### Work to complete:
Find the word "NotRunning" below. Copy each line that has it.

(Saved entries)
•••
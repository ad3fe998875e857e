//! Single-node minikube lifecycle: start, status, teardown and host
//! container cleanup.

use std::collections::BTreeMap;
use std::fmt;
use std::path::PathBuf;
use std::sync::Arc;
use std::time::Duration;

use thiserror::Error;
use tokio::time::Instant;
use tracing::{debug, info, warn};

use crate::command::{CommandRunner, CommandSpec};
use crate::error::CommandError;
use crate::retry::{retry, RetryError, RetryPolicy};

/// Machine state reported by a healthy cluster.
pub const RUNNING: &str = "Running";
/// Machine state reported by a cluster that exists but is not started.
pub const STOPPED: &str = "Stopped";

/// Minimum pause between `minikube start` and the first status check.
const MIN_SETTLE: Duration = Duration::from_secs(2);

/// Parsed `minikube status` report.
///
/// Keys are kept verbatim, so new subsystems reported by newer minikube
/// releases survive parsing.
#[derive(Debug, Clone, Default, PartialEq, Eq)]
pub struct ClusterStatus {
    entries: BTreeMap<String, String>,
}

impl ClusterStatus {
    /// Parse colon-delimited `<name>: <value>` lines.
    ///
    /// Lines are split on the first colon and both halves trimmed. A line
    /// without a colon maps to an empty value; blank lines are skipped.
    #[must_use]
    pub fn parse(text: &str) -> Self {
        let entries = text
            .lines()
            .map(str::trim)
            .filter(|line| !line.is_empty())
            .map(|line| match line.split_once(':') {
                Some((key, value)) => (key.trim().to_string(), value.trim().to_string()),
                None => (line.to_string(), String::new()),
            })
            .collect();
        Self { entries }
    }

    /// Status of a named subsystem.
    #[must_use]
    pub fn get(&self, name: &str) -> Option<&str> {
        self.entries.get(name).map(String::as_str)
    }

    /// State of the cluster machine itself.
    ///
    /// Older minikube releases report it as `minikube`, newer ones as `host`.
    #[must_use]
    pub fn machine_state(&self) -> Option<&str> {
        self.get("minikube").or_else(|| self.get("host"))
    }

    /// Whether the machine reports [`RUNNING`].
    #[must_use]
    pub fn is_running(&self) -> bool {
        self.machine_state() == Some(RUNNING)
    }

    /// Whether the machine exists, running or stopped.
    #[must_use]
    pub fn machine_present(&self) -> bool {
        matches!(self.machine_state(), Some(RUNNING | STOPPED))
    }

    /// Iterate over `(subsystem, status)` pairs in name order.
    pub fn iter(&self) -> impl Iterator<Item = (&str, &str)> {
        self.entries.iter().map(|(k, v)| (k.as_str(), v.as_str()))
    }

    #[must_use]
    pub fn len(&self) -> usize {
        self.entries.len()
    }

    #[must_use]
    pub fn is_empty(&self) -> bool {
        self.entries.is_empty()
    }
}

impl fmt::Display for ClusterStatus {
    fn fmt(&self, f: &mut fmt::Formatter<'_>) -> fmt::Result {
        let parts: Vec<String> = self.iter().map(|(k, v)| format!("{k}={v}")).collect();
        write!(f, "{}", parts.join(", "))
    }
}

/// Errors from starting the cluster.
#[derive(Error, Debug)]
pub enum ClusterError {
    /// Status could not be read after cluster start.
    #[error("failed to get minikube status: {0}")]
    Status(#[source] RetryError<CommandError>),

    /// A local configuration directory never appeared.
    #[error("timed out after {}s waiting for {dir} to be created", .waited.as_secs())]
    DirectoryTimeout { dir: String, waited: Duration },

    /// The outer start budget ran out.
    #[error("minikube not running after {attempts} start attempts: {last}")]
    NotRunning { attempts: u32, last: String },
}

/// Host-side settings for the `--vm-driver=none` permission fix-up.
#[derive(Debug, Clone)]
pub struct PostStartOptions {
    /// Skip the fix-up because minikube changes ownership itself
    /// (`CHANGE_MINIKUBE_NONE_USER=true`).
    pub minikube_fixes_permissions: bool,
    /// Home directory of the invoking user.
    pub home: PathBuf,
    /// Home directory minikube writes to when run as root.
    pub root_home: PathBuf,
    /// Owner for the moved directories; chown is skipped when empty.
    pub user: String,
    /// Upper bound for the configuration directory wait.
    pub dir_wait: Duration,
}

impl Default for PostStartOptions {
    fn default() -> Self {
        Self {
            minikube_fixes_permissions: false,
            home: dirs::home_dir().unwrap_or_else(|| PathBuf::from("/root")),
            root_home: PathBuf::from("/root"),
            user: std::env::var("USER").unwrap_or_default(),
            dir_wait: Duration::from_secs(60),
        }
    }
}

/// Controls the minikube test cluster through its CLI.
pub struct ClusterController {
    runner: Arc<dyn CommandRunner>,
    post_start: PostStartOptions,
}

impl ClusterController {
    #[must_use]
    pub fn new(runner: Arc<dyn CommandRunner>, post_start: PostStartOptions) -> Self {
        Self { runner, post_start }
    }

    /// Query and parse `minikube status`.
    ///
    /// minikube exits non-zero when the machine is stopped but still prints
    /// a report; that report is returned instead of the error.
    ///
    /// # Errors
    ///
    /// Returns the command error when no usable report was printed.
    pub fn status(&self) -> Result<ClusterStatus, CommandError> {
        match self.runner.run(&minikube(["status"])) {
            Ok(out) => Ok(ClusterStatus::parse(&out)),
            Err(e) => {
                let partial = e.stdout().map(ClusterStatus::parse);
                match partial {
                    Some(status) if status.machine_state().is_some() => {
                        debug!(error = %e, "minikube status exited non-zero with a report");
                        Ok(status)
                    }
                    _ => Err(e),
                }
            }
        }
    }

    /// Start the cluster and wait until it reports [`RUNNING`].
    ///
    /// A running cluster is reused and a stopped one is deleted first. Each
    /// outer iteration starts the machine, runs the post-start fix-up, then
    /// polls status under `policy`; a machine that is not running afterwards
    /// is deleted and the next iteration begins.
    ///
    /// # Errors
    ///
    /// Returns [`ClusterError`] when status cannot be read, a configuration
    /// directory never appears, or `outer_max_try` iterations pass without
    /// a running machine.
    pub async fn start(
        &self,
        outer_max_try: u32,
        policy: RetryPolicy,
    ) -> Result<ClusterStatus, ClusterError> {
        match self.status() {
            Ok(status) if status.is_running() => {
                info!(%status, "minikube is already running");
                return Ok(status);
            }
            Ok(status) if status.machine_state() == Some(STOPPED) => {
                info!("minikube machine is stopped, deleting it before start");
                if let Err(e) = self.delete() {
                    warn!(error = %e, "Failed to delete stopped machine");
                }
            }
            Ok(status) => debug!(%status, "minikube not running"),
            Err(e) => debug!(error = %e, "minikube status unavailable before start"),
        }

        let outer_max_try = outer_max_try.max(1);
        let mut last = String::from("never started");

        for attempt in 1..=outer_max_try {
            info!(attempt, outer_max_try, "Starting minikube");

            if let Err(e) = self.runner.run(&minikube([
                "start",
                "--vm-driver=none",
                "--feature-gates=MountPropagation=true",
            ])) {
                warn!(attempt, error = %e, "minikube start failed");
                last = e.to_string();
                self.delete_quietly();
                continue;
            }

            self.fix_permissions(policy.delay()).await?;
            tokio::time::sleep(policy.delay().max(MIN_SETTLE)).await;

            let status = retry(policy, "minikube status", || async { self.status() })
                .await
                .map_err(ClusterError::Status)?;

            info!(
                minikube = status.machine_state().unwrap_or("<absent>"),
                cluster = status.get("cluster").unwrap_or("<absent>"),
                kubectl = status.get("kubectl").unwrap_or("<absent>"),
                "minikube status"
            );

            if status.is_running() {
                return Ok(status);
            }

            last = format!("machine state {:?}", status.machine_state().unwrap_or(""));
            warn!(attempt, state = %last, "minikube not running, deleting machine");
            self.delete_quietly();
        }

        Err(ClusterError::NotRunning {
            attempts: outer_max_try,
            last,
        })
    }

    /// Delete the machine if it exists. Failures are logged, never returned.
    ///
    /// Returns whether a delete was issued and succeeded.
    pub fn teardown(&self) -> bool {
        let status = match self.status() {
            Ok(status) => status,
            Err(e) => {
                warn!(error = %e, "Failed to check minikube status before teardown");
                return false;
            }
        };

        if !status.machine_present() {
            info!("minikube machine not present");
            return false;
        }

        match self.delete() {
            Ok(()) => {
                info!("minikube deleted");
                true
            }
            Err(e) => {
                warn!(error = %e, "Failed to delete minikube");
                false
            }
        }
    }

    /// Force-remove every container on the host.
    ///
    /// The first removal failure stops the sweep and is returned.
    ///
    /// # Errors
    ///
    /// Returns the listing error or the first removal error.
    pub fn clear_containers(&self) -> Result<usize, CommandError> {
        let listing = self.runner.run(&docker(["ps", "-aq"]))?;
        let ids: Vec<&str> = listing.split_whitespace().collect();

        for &id in &ids {
            debug!(container = %id, "Removing container");
            self.runner.run(&docker(["rm", "-f", id]))?;
        }

        info!(count = ids.len(), "Removed containers");
        Ok(ids.len())
    }

    fn delete(&self) -> Result<(), CommandError> {
        self.runner.run(&minikube(["delete"])).map(|_| ())
    }

    fn delete_quietly(&self) {
        if let Err(e) = self.delete() {
            warn!(error = %e, "Failed to delete minikube");
        }
    }

    /// Move minikube's root-owned configuration into the user's home.
    async fn fix_permissions(&self, poll: Duration) -> Result<(), ClusterError> {
        let opts = &self.post_start;
        if opts.minikube_fixes_permissions {
            debug!("minikube fixes permissions itself, skipping fix-up");
            return Ok(());
        }

        let poll = poll.max(Duration::from_millis(100));
        for dir in [".kube", ".minikube"] {
            self.wait_for_dir(dir, poll).await?;
        }

        if opts.home == opts.root_home {
            debug!(home = %opts.home.display(), "Home is root's home, nothing to move");
            return Ok(());
        }

        for dir in [".kube", ".minikube"] {
            let target = opts.home.join(dir);
            let target = target.display().to_string();
            let mut commands = vec![CommandSpec::new(
                "mv",
                [opts.root_home.join(dir).display().to_string(), target.clone()],
            )
            .privileged()];
            if !opts.user.is_empty() {
                commands.push(
                    CommandSpec::new("chown", ["-R", opts.user.as_str(), target.as_str()]).privileged(),
                );
                commands.push(
                    CommandSpec::new("chgrp", ["-R", opts.user.as_str(), target.as_str()]).privileged(),
                );
            }

            for spec in commands {
                match self.runner.run(&spec) {
                    Ok(_) => debug!(command = %spec.display(), "Fix-up command succeeded"),
                    Err(e) => warn!(command = %spec.display(), error = %e, "Fix-up command failed"),
                }
            }
        }

        Ok(())
    }

    async fn wait_for_dir(&self, dir: &str, poll: Duration) -> Result<(), ClusterError> {
        let opts = &self.post_start;
        let candidates = [opts.home.join(dir), opts.root_home.join(dir)];
        let started = Instant::now();

        info!(dir, "Waiting for configuration directory");
        loop {
            if let Some(found) = candidates.iter().find(|p| p.is_dir()) {
                info!(path = %found.display(), "Configuration directory created");
                return Ok(());
            }
            if started.elapsed() >= opts.dir_wait {
                return Err(ClusterError::DirectoryTimeout {
                    dir: dir.to_string(),
                    waited: opts.dir_wait,
                });
            }
            tokio::time::sleep(poll).await;
        }
    }
}

fn minikube<const N: usize>(args: [&str; N]) -> CommandSpec {
    CommandSpec::new("minikube", args).privileged()
}

fn docker<const N: usize>(args: [&str; N]) -> CommandSpec {
    CommandSpec::new("docker", args).privileged()
}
•••
### Response area:
    NotRunning { attempts: u32, last: String },
        Err(ClusterError::NotRunning {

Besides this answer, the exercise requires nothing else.